In [1]:
from transformers import AutoModelForSequenceClassification, AutoTokenizer
import os
import pandas as pd
from datasets import Dataset
from transformers import (
    TrainingArguments, Trainer
)
from sklearn.metrics import accuracy_score, f1_score
from transformers import DataCollatorWithPadding


# Loading the model from huggingface

In [2]:
model_name = "distilbert/distilbert-base-uncased"

model = AutoModelForSequenceClassification.from_pretrained(model_name,  num_labels=7)
tokenizer = AutoTokenizer.from_pretrained(model_name, use_fast=False)

model

Some weights of DistilBertForSequenceClassification were not initialized from the model checkpoint at distilbert/distilbert-base-uncased and are newly initialized: ['classifier.bias', 'classifier.weight', 'pre_classifier.bias', 'pre_classifier.weight']
You should probably TRAIN this model on a down-stream task to be able to use it for predictions and inference.


DistilBertForSequenceClassification(
  (distilbert): DistilBertModel(
    (embeddings): Embeddings(
      (word_embeddings): Embedding(30522, 768, padding_idx=0)
      (position_embeddings): Embedding(512, 768)
      (LayerNorm): LayerNorm((768,), eps=1e-12, elementwise_affine=True)
      (dropout): Dropout(p=0.1, inplace=False)
    )
    (transformer): Transformer(
      (layer): ModuleList(
        (0-5): 6 x TransformerBlock(
          (attention): MultiHeadSelfAttention(
            (dropout): Dropout(p=0.1, inplace=False)
            (q_lin): Linear(in_features=768, out_features=768, bias=True)
            (k_lin): Linear(in_features=768, out_features=768, bias=True)
            (v_lin): Linear(in_features=768, out_features=768, bias=True)
            (out_lin): Linear(in_features=768, out_features=768, bias=True)
          )
          (sa_layer_norm): LayerNorm((768,), eps=1e-12, elementwise_affine=True)
          (ffn): FFN(
            (dropout): Dropout(p=0.1, inplace=False)
 

## Building the tokenized pyarrow Dataset object for the MELD dataset using the helper functions below

In [3]:


dataset_root_path = "/media/cv/Extreme Pro1/MELD.Raw/MELD.Raw"

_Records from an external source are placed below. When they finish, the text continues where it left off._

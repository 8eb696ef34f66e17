//! # Loading a program image
//!
//! [`Kernel::exec`] builds the new image in a fresh address space and only
//! swaps it in once nothing can fail any more. The resulting user layout:
//!
//! ```text
//!  0 ─ text+data ─ roundup ┌ guard (unmapped) ┐┌ stack page ┐ heap ──►
//!                          │◄─ max_stack_size ──────────────►│
//!                                                  stack top = heap start
//! ```
//!
//! The initial stack, from the top down: the argument strings (each
//! 4-byte aligned), then `argv[argc] = 0`, `argv[0..argc]`, the `argv`
//! pointer, `argc` and a fake return address.

use crate::elf::{EHDR_SIZE, ElfError, PHDR_SIZE, Ph32, elf32_header};
use crate::platform::{FileSystem, Inode};
use crate::proc::Process;
use crate::trap::TrapFrame;
use crate::{Cpu, Kernel};
use alloc::boxed::Box;
use alloc::vec::Vec;
use kernel_memory_addresses::{PAGE_SIZE, VirtualAddress, align_up};
use kernel_vmem::{AddressSpace, FrameAlloc, MmArea, PhysMapper, PhysicalMemory, TranslationCache, VmError};
use log::{debug, info};

#[derive(Debug, Copy, Clone, Eq, PartialEq, thiserror::Error)]
pub enum ExecError {
    #[error("file not found")]
    NotFound,
    #[error("short read from program file")]
    ShortRead,
    #[error(transparent)]
    Elf(#[from] ElfError),
    #[error("too many arguments")]
    TooManyArgs,
    #[error(transparent)]
    Vm(#[from] VmError),
}

/// Fake return address at the bottom of the initial stack.
const FAKE_RETURN: u32 = 0xffff_ffff;

/// Regions and registers of an image built but not yet committed.
struct Image {
    text_data: MmArea,
    stack: MmArea,
    heap: MmArea,
    entry: VirtualAddress,
    sp: VirtualAddress,
}

impl<M: FrameAlloc + PhysMapper> Kernel<M> {
    /// Replace the image of `proc` with the program at `path`.
    ///
    /// On success `tf` enters the new program at its entry point with the
    /// argument stack described in the module docs, the new space is active
    /// on `cpu` and the old space has been destroyed. The alarm is cleared,
    /// since its handler belonged to the old image.
    ///
    /// # Errors
    /// Any [`ExecError`]. The process is untouched in that case.
    pub fn exec<F: FileSystem + ?Sized>(
        &self,
        cpu: &mut Cpu,
        tf: &mut TrapFrame,
        proc: &mut Process,
        fs: &mut F,
        path: &str,
        argv: &[&str],
    ) -> Result<(), ExecError> {
        let node = fs.find_file(path).ok_or(ExecError::NotFound)?;
        if argv.len() > self.layout.max_args {
            return Err(ExecError::TooManyArgs);
        }

        let mut space =
            self.with_memory(cpu, |mem| AddressSpace::new_user(mem, self.kernel_space()))?;
        let image = match self.build_image(cpu, &mut space, fs, node, argv) {
            Ok(built) => built,
            Err(e) => {
                debug!("exec {path}: {e}");
                self.with_memory(cpu, |mem| space.destroy(mem));
                return Err(e);
            }
        };
        let Image {
            text_data,
            stack,
            heap,
            entry,
            sp,
        } = image;

        // Commit.
        let old = proc.space.replace(space);
        proc.text_data = text_data;
        proc.stack = stack;
        proc.heap = heap;
        proc.alarm.clear();
        proc.set_name(path);
        tf.eip = entry.as_u32();
        tf.esp = sp.as_u32();
        if let Some(space) = &proc.space {
            cpu.activate(space.root());
        }
        if let Some(old) = old {
            self.with_memory(cpu, |mem| old.destroy(mem));
        }

        info!(
            "pid {} exec {path}: entry {entry}, {} bytes of text+data, sp {sp}",
            proc.pid(),
            text_data.size
        );
        Ok(())
    }

    /// Fill `space` with the program in `node`. The `kmem` lock is taken
    /// for each memory step and never held across a file read.
    fn build_image<F: FileSystem + ?Sized>(
        &self,
        cpu: &Cpu,
        space: &mut AddressSpace,
        fs: &mut F,
        node: Inode,
        argv: &[&str],
    ) -> Result<Image, ExecError> {
        let mut eh = [0u8; EHDR_SIZE];
        if fs.read_file(node, &mut eh, 0) != EHDR_SIZE {
            return Err(ExecError::ShortRead);
        }
        let eh = elf32_header(&eh)?;

        // Only the first program header is loaded.
        let mut ph = [0u8; PHDR_SIZE];
        if fs.read_file(node, &mut ph, eh.e_phoff) != PHDR_SIZE {
            return Err(ExecError::ShortRead);
        }
        let ph = Ph32::parse(&ph)?;
        let text_end = ph.loadable_end()?;
        if text_end.as_u32() > self.layout.kernel_base {
            return Err(VmError::InvalidAddress(text_end).into());
        }

        self.with_memory(cpu, |mem| space.grow(mem, VirtualAddress::zero(), text_end))?;
        self.load_segment(cpu, space, fs, node, &ph)?;
        let text_data = MmArea::new(VirtualAddress::zero(), text_end.as_u32());

        // The stack window starts right after the image and holds the guard
        // page plus up to max_stack_size bytes; one page is mapped up front.
        let stack_top = align_up(text_end.as_u32(), PAGE_SIZE)
            .and_then(|a| a.checked_add(self.layout.max_stack_size))
            .and_then(|a| a.checked_add(PAGE_SIZE))
            .filter(|&top| top <= self.layout.kernel_base)
            .ok_or(VmError::InvalidAddress(text_end))?;
        let stack_start = VirtualAddress::new(stack_top - PAGE_SIZE);
        let sp = self.with_memory(cpu, |mem| {
            space.grow(mem, stack_start, VirtualAddress::new(stack_top))?;
            push_arguments(mem, space, VirtualAddress::new(stack_top), argv)
        })?;
        let stack = MmArea::new(stack_start, PAGE_SIZE);
        let heap = MmArea::new(VirtualAddress::new(stack_top), 0);

        Ok(Image {
            text_data,
            stack,
            heap,
            entry: eh.e_entry,
            sp,
        })
    }

    /// Read the file bytes of `ph` into the pages already mapped for it,
    /// one page at a time through a bounce buffer. The rest of the segment
    /// stays zero.
    fn load_segment<F: FileSystem + ?Sized>(
        &self,
        cpu: &Cpu,
        space: &AddressSpace,
        fs: &mut F,
        node: Inode,
        ph: &Ph32,
    ) -> Result<(), ExecError> {
        let mut page = Box::new([0u8; PAGE_SIZE as usize]);
        let mut done = 0;
        while done < ph.p_filesz {
            let va = VirtualAddress::new(ph.p_vaddr.as_u32() + done);
            let frame = space.user_frame(va)?;
            let n = (ph.p_filesz - done).min(PAGE_SIZE) as usize;
            let offset = ph.p_offset.checked_add(done).ok_or(ExecError::ShortRead)?;
            let buf = &mut page[..n];
            if fs.read_file(node, buf, offset) != n {
                return Err(ExecError::ShortRead);
            }
            self.with_memory(cpu, |mem| mem.frame_mut(frame)[..n].copy_from_slice(buf));
            done += PAGE_SIZE;
        }
        Ok(())
    }
}

/// Lay out `argv` below `top` and return the initial stack pointer.
fn push_arguments<M: FrameAlloc + PhysMapper>(
    mem: &mut PhysicalMemory<M>,
    space: &AddressSpace,
    top: VirtualAddress,
    argv: &[&str],
) -> Result<VirtualAddress, ExecError> {
    let overflow = || ExecError::Vm(VmError::InvalidAddress(top));
    let mut sp = top.as_u32();
    let mut pointers: Vec<u32> = Vec::with_capacity(argv.len() + 4);
    pointers.push(FAKE_RETURN);
    pointers.push(argv.len() as u32);
    pointers.push(0); // argv, patched below

    let mut bytes = Vec::new();
    for arg in argv {
        let len = u32::try_from(arg.len()).map_err(|_| overflow())?;
        sp = sp.checked_sub(len + 1).ok_or_else(overflow)? & !3;
        bytes.clear();
        bytes.extend_from_slice(arg.as_bytes());
        bytes.push(0);
        space.copy_out(mem, VirtualAddress::new(sp), &bytes)?;
        pointers.push(sp);
    }
    pointers.push(0);

    let words = pointers.len() as u32;
    sp = sp.checked_sub(words * 4).ok_or_else(overflow)?;
    pointers[2] = sp + 3 * 4;

    let frame: Vec<u8> = pointers.iter().flat_map(|w| w.to_le_bytes()).collect();
    space.copy_out(mem, VirtualAddress::new(sp), &frame)?;
    Ok(VirtualAddress::new(sp))
}

#[cfg(test)]
mod tests {
    use super::*;
    use kernel_memory_addresses::VirtualPage;

    #[test]
    fn error_conversions() {
        assert_eq!(ExecError::from(ElfError::BadMagic), ExecError::Elf(ElfError::BadMagic));
        assert_eq!(
            ExecError::from(VmError::OutOfMemory),
            ExecError::Vm(VmError::OutOfMemory)
        );
    }

    #[test]
    fn guard_page_stays_below_the_stack_page() {
        let stack = MmArea::new(VirtualAddress::new(0x1_1000), PAGE_SIZE);
        assert_eq!(
            stack.guard_page().map(VirtualPage::base),
            Some(VirtualAddress::new(0x1_0000))
        );
    }
}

class_labels = sorted(['anger', 'disgust', 'fear', 'joy', 'neutral', 'sadness', 'surprise'])
label2id = {label: i for i, label in enumerate(class_labels)}
id2label = {i: label for label, i in label2id.items()}


def filename(row):
    d_id = str(row['Dialogue_ID'])
    u_id = str(row['Utterance_ID'])
    return f'dia{d_id}_utt{u_id}'
    
def load_df(path):
    df = pd.read_csv(path)
    df['filename'] = df.apply(lambda row: filename(row), axis=1)
    df['Emotion'] = df['Emotion'].apply(lambda x: label2id[x])
    df = df[['Utterance', 'Emotion', 'filename']]
    df = df.rename(
        columns={
            'Utterance': 'text',
            'Emotion': 'label'
        })
    return df

def get_dataset(dataset_root_path):
    train = load_df(os.path.join(dataset_root_path, 'train.csv'))
    train = Dataset.from_pandas(train)
    
    test = load_df(os.path.join(dataset_root_path, 'test.csv'))
    test = Dataset.from_pandas(test)
    
    dev = load_df(os.path.join(dataset_root_path, 'dev.csv'))
    dev = Dataset.from_pandas(dev)
    return (train, test, dev)

def get_tokenized_dataset(dataset_root_path, tokenizer):
    def tokenize(example):
        return tokenizer(example['text'], padding="max_length", truncation=True)
    
    train, test, dev = get_dataset(dataset_root_path)
    train = train.map(tokenize, batched=True)
    test = test.map(tokenize, batched=True)
    dev = dev.map(tokenize, batched=True)
    return (train, test, dev)    

train, test, dev = get_tokenized_dataset(dataset_root_path, tokenizer)

Map:   0%|          | 0/9989 [00:00<?, ? examples/s]

Map:   0%|          | 0/2610 [00:00<?, ? examples/s]

Map:   0%|          | 0/1109 [00:00<?, ? examples/s]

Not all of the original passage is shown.